REQUIRED WORK: Retype the listing that follows, word for word.

SOURCE DATA:
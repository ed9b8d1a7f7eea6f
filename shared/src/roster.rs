// Ordered team roster and id allocation

use serde::{Deserialize, Serialize};
use tracing::warn;

use crate::{MemberDraft, MemberId, TeamError, TeamMember};

/// How new member ids are chosen.
#[derive(Debug, Clone, Copy, PartialEq, Eq, Default, Serialize, Deserialize)]
pub enum IdPolicy {
    /// Counter starting past the highest seeded id. Never reuses an id.
    #[default]
    Monotonic,
    /// `len + 1`. Collides with a live id once anything has been deleted;
    /// only for reproducing legacy behaviour.
    RosterLength,
}

#[derive(Debug, Clone, PartialEq, Eq)]
pub struct Roster {
    members: Vec<TeamMember>,
    policy: IdPolicy,
    /// `None` once the id range is used up.
    next_id: Option<MemberId>,
}

impl Default for Roster {
    fn default() -> Self {
        Self::new(Vec::new(), IdPolicy::default())
    }
}

impl Roster {
    /// Builds a roster from seed members. Later members repeating an earlier
    /// id are dropped.
    pub fn new(seed: Vec<TeamMember>, policy: IdPolicy) -> Self {
        let mut members: Vec<TeamMember> = Vec::with_capacity(seed.len());
        for member in seed {
            if members.iter().any(|m| m.id == member.id) {
                warn!(id = member.id, name = %member.name, "dropping seed member with duplicate id");
                continue;
            }
            members.push(member);
        }

        let next_id = members.iter().map(|m| m.id).max().unwrap_or(0).checked_add(1);
        Self {
            members,
            policy,
            next_id,
        }
    }

    pub fn members(&self) -> &[TeamMember] {
        &self.members
    }

    pub fn len(&self) -> usize {
        self.members.len()
    }

    pub fn is_empty(&self) -> bool {
        self.members.is_empty()
    }

    pub fn policy(&self) -> IdPolicy {
        self.policy
    }

    pub fn get(&self, id: MemberId) -> Option<&TeamMember> {
        self.members.iter().find(|m| m.id == id)
    }

    pub fn contains(&self, id: MemberId) -> bool {
        self.get(id).is_some()
    }

    pub fn ids(&self) -> Vec<MemberId> {
        self.members.iter().map(|m| m.id).collect()
    }

    fn allocate_id(&mut self) -> Result<MemberId, TeamError> {
        match self.policy {
            IdPolicy::Monotonic => {
                let id = self.next_id.ok_or(TeamError::IdsExhausted)?;
                self.next_id = id.checked_add(1);
                Ok(id)
            }
            IdPolicy::RosterLength => {
                let id = MemberId::try_from(self.members.len())
                    .ok()
                    .and_then(|len| len.checked_add(1))
                    .ok_or(TeamError::IdsExhausted)?;
                if self.contains(id) {
                    warn!(id, "roster-length id policy produced a duplicate id");
                }
                Ok(id)
            }
        }
    }

    /// Appends a new member built from `draft` and returns it.
    pub fn add(&mut self, draft: MemberDraft) -> Result<&TeamMember, TeamError> {
        let id = self.allocate_id()?;
        self.members.push(TeamMember::from_draft(id, draft));
        Ok(&self.members[self.members.len() - 1])
    }

    /// Replaces the member with the same id, keeping its position.
    pub fn update(&mut self, updated: TeamMember) -> Result<(), TeamError> {
        let slot = self
            .members
            .iter_mut()
            .find(|m| m.id == updated.id)
            .ok_or(TeamError::UnknownMember(updated.id))?;
        *slot = updated;
        Ok(())
    }

    pub fn remove(&mut self, id: MemberId) -> Result<TeamMember, TeamError> {
        let index = self
            .members
            .iter()
            .position(|m| m.id == id)
            .ok_or(TeamError::UnknownMember(id))?;
        Ok(self.members.remove(index))
    }
}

EXPECTED ANSWER:
repository ed9b8d1a7f7eea6f
filename shared/src/roster.rs
// Ordered team roster and id allocation

use serde::{Deserialize, Serialize};
use tracing::warn;

use crate::{MemberDraft, MemberId, TeamError, TeamMember};

/// How new member ids are chosen.
#[derive(Debug, Clone, Copy, PartialEq, Eq, Default, Serialize, Deserialize)]
pub enum IdPolicy {
    /// Counter starting past the highest seeded id. Never reuses an id.
    #[default]
    Monotonic,
    /// `len + 1`. Collides with a live id once anything has been deleted;
    /// only for reproducing legacy behaviour.
    RosterLength,
}

#[derive(Debug, Clone, PartialEq, Eq)]
pub struct Roster {
    members: Vec<TeamMember>,
    policy: IdPolicy,
    /// `None` once the id range is used up.
    next_id: Option<MemberId>,
}

impl Default for Roster {
    fn default() -> Self {
        Self::new(Vec::new(), IdPolicy::default())
    }
}

impl Roster {
    /// Builds a roster from seed members. Later members repeating an earlier
    /// id are dropped.
    pub fn new(seed: Vec<TeamMember>, policy: IdPolicy) -> Self {
        let mut members: Vec<TeamMember> = Vec::with_capacity(seed.len());
        for member in seed {
            if members.iter().any(|m| m.id == member.id) {
                warn!(id = member.id, name = %member.name, "dropping seed member with duplicate id");
                continue;
            }
            members.push(member);
        }

        let next_id = members.iter().map(|m| m.id).max().unwrap_or(0).checked_add(1);
        Self {
            members,
            policy,
            next_id,
        }
    }

    pub fn members(&self) -> &[TeamMember] {
        &self.members
    }

    pub fn len(&self) -> usize {
        self.members.len()
    }

    pub fn is_empty(&self) -> bool {
        self.members.is_empty()
    }

    pub fn policy(&self) -> IdPolicy {
        self.policy
    }

    pub fn get(&self, id: MemberId) -> Option<&TeamMember> {
        self.members.iter().find(|m| m.id == id)
    }

    pub fn contains(&self, id: MemberId) -> bool {
        self.get(id).is_some()
    }

    pub fn ids(&self) -> Vec<MemberId> {
        self.members.iter().map(|m| m.id).collect()
    }

    fn allocate_id(&mut self) -> Result<MemberId, TeamError> {
        match self.policy {
            IdPolicy::Monotonic => {
                let id = self.next_id.ok_or(TeamError::IdsExhausted)?;
                self.next_id = id.checked_add(1);
                Ok(id)
            }
            IdPolicy::RosterLength => {
                let id = MemberId::try_from(self.members.len())
                    .ok()
                    .and_then(|len| len.checked_add(1))
                    .ok_or(TeamError::IdsExhausted)?;
                if self.contains(id) {
                    warn!(id, "roster-length id policy produced a duplicate id");
                }
                Ok(id)
            }
        }
    }

    /// Appends a new member built from `draft` and returns it.
    pub fn add(&mut self, draft: MemberDraft) -> Result<&TeamMember, TeamError> {
        let id = self.allocate_id()?;
        self.members.push(TeamMember::from_draft(id, draft));
        Ok(&self.members[self.members.len() - 1])
    }

    /// Replaces the member with the same id, keeping its position.
    pub fn update(&mut self, updated: TeamMember) -> Result<(), TeamError> {
        let slot = self
            .members
            .iter_mut()
            .find(|m| m.id == updated.id)
            .ok_or(TeamError::UnknownMember(updated.id))?;
        *slot = updated;
        Ok(())
    }

    pub fn remove(&mut self, id: MemberId) -> Result<TeamMember, TeamError> {
        let index = self
            .members
            .iter()
            .position(|m| m.id == id)
            .ok_or(TeamError::UnknownMember(id))?;
        Ok(self.members.remove(index))
    }
}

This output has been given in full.